Bireyin konuşmasının gerek akıcılık gerekse zamanlama yönünden yaşına uygun olmayan biçimde bozulması olarak tanımlanan kekemeliğin başlangıcı genellikle 2-7 yaş aralığı olarak kabul ediliyor. Gelişim için epeyce manâlı olan bu işlem ise çocuklar üzerinde negatif psikolojik etkilere sebep olabiliyor. 22 Ekim Dünya Kekemelik Günü dolayısıyla bilgilendirmelerde yer alan Çocuk ve Ergen Psikiyatrisi Kliniği’nden Uzm.
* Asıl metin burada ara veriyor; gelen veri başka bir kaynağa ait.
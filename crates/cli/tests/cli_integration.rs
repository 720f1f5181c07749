//! End-to-end tests for the `lull` binary

mod common;

use common::LullCommand;
use tempfile::TempDir;

#[test]
fn test_config_example_is_printed() {
    let temp_dir = TempDir::new().unwrap();
    let config = temp_dir.path().join("config.toml");

    LullCommand::new(&config)
        .args(&["config", "example"])
        .execute()
        .unwrap()
        .assert_success()
        .assert_stdout_contains("[tasks.Notify]")
        .assert_stdout_contains("delay_secs = 60");
}

#[test]
fn test_config_path_create_writes_example() {
    let temp_dir = TempDir::new().unwrap();
    let config = temp_dir.path().join("nested").join("config.toml");

    LullCommand::new(&config)
        .args(&["config", "path", "--create"])
        .execute()
        .unwrap()
        .assert_success();

    let written = std::fs::read_to_string(&config).unwrap();
    assert_eq!(written, lull_core::Settings::example());

    LullCommand::new(&config)
        .args(&["config", "list"])
        .execute()
        .unwrap()
        .assert_success()
        .assert_stdout_contains("[tasks.RecomputeSummary]");
}

#[test]
fn test_invalid_settings_are_rejected() {
    let temp_dir = TempDir::new().unwrap();
    let config = temp_dir.path().join("config.toml");
    std::fs::write(&config, "[tasks.\"a:b\"]\ndelay_secs = 5\n").unwrap();

    LullCommand::new(&config)
        .args(&["config", "list"])
        .execute()
        .unwrap()
        .assert_failure();
}

#[test]
fn test_simulate_runs_only_last_trigger() {
    let temp_dir = TempDir::new().unwrap();
    let config = temp_dir.path().join("config.toml");

    let result = LullCommand::new(&config)
        .args(&[
            "simulate",
            "--task",
            "Notify",
            "--triggers",
            "4",
            "--delay-secs",
            "0",
            "user-7",
        ])
        .execute()
        .unwrap();

    result.assert_success();
    assert_eq!(result.stdout.matches(" ran with ").count(), 1);
    result.assert_stdout_contains("{\"revision\":4}");
    assert!(!result.stdout.contains("{\"revision\":1}"));
}

#[test]
fn test_simulate_requires_configured_task() {
    let temp_dir = TempDir::new().unwrap();
    let config = temp_dir.path().join("config.toml");

    let result = LullCommand::new(&config)
        .args(&["simulate", "--task", "Unknown"])
        .execute()
        .unwrap();

    result.assert_failure();
    assert!(result.stderr.contains("not configured"));
}

#[test]
fn test_tickets_consumed_after_simulate() {
    let temp_dir = TempDir::new().unwrap();
    let config = temp_dir.path().join("config.toml");
    let db = temp_dir.path().join("tickets.db");
    std::fs::write(
        &config,
        format!(
            "[store]\npath = {:?}\n\n[tasks.Notify]\ndelay_secs = 0\ndelay_buffer_secs = 0\n",
            db.to_string_lossy()
        ),
    )
    .unwrap();

    LullCommand::new(&config)
        .args(&["simulate", "--task", "Notify", "--key", "u1"])
        .execute()
        .unwrap()
        .assert_success();

    LullCommand::new(&config)
        .args(&["tickets"])
        .execute()
        .unwrap()
        .assert_success()
        .assert_stdout_contains("No pending tickets");

    LullCommand::new(&config)
        .args(&["show", "Notify:u1"])
        .execute()
        .unwrap()
        .assert_success()
        .assert_stdout_contains("(no ticket)");
}

#[test]
fn test_clear_rejects_unnamespaced_key() {
    let temp_dir = TempDir::new().unwrap();
    let config = temp_dir.path().join("config.toml");
    let db = temp_dir.path().join("tickets.db");

    let result = LullCommand::new(&config)
        .args(&["clear", "no-namespace", "--db", db.to_str().unwrap()])
        .execute()
        .unwrap();

    result.assert_failure();
    assert!(result.stderr.contains("<TaskType>:<key>"));
}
Dr. Sümeyra Fırat, kekemeliğin uzun sürmesi durumunda çocuğun konuşmaktan kaçınması, sosyal ilişkilerinin ve ego algısının etkilenmesi gibi psikolojik güçlüklerin ortaya çıkabileceğini söyledi.
Kekemeliğin daha yeni başladığında ailelerin bir kısmının bunu çocuğun isteyerek ilgi sürüklemek için yaptığını düşünebileceğini ifade eden Uzm. Dr. Sümeyra Fırat, “Ebeveynler bu yüzden çocuğa düzgün konuşmasını söyleyip kızabiliyor. Bu şart da çocuğun strese girmesine niçin olduğu için kekemeliği artırabiliyor, negatif da olsa aile konuşması ile yoğun şekilde ilgilendiği için kekemelik pekişiyor.Zaman zaman ailesi göre bu şekilde konuştuğu için sevilmediğini, bedel görmeye layık olmadığını da düşünebiliyor. Sonuçta bu şekilde teşebbüs bildiren aileler haberdar olmadan çocuklarının mutsuz, sosyal olarak kaçınan bireyler olmalarına neden oluyor.” diye konuştu.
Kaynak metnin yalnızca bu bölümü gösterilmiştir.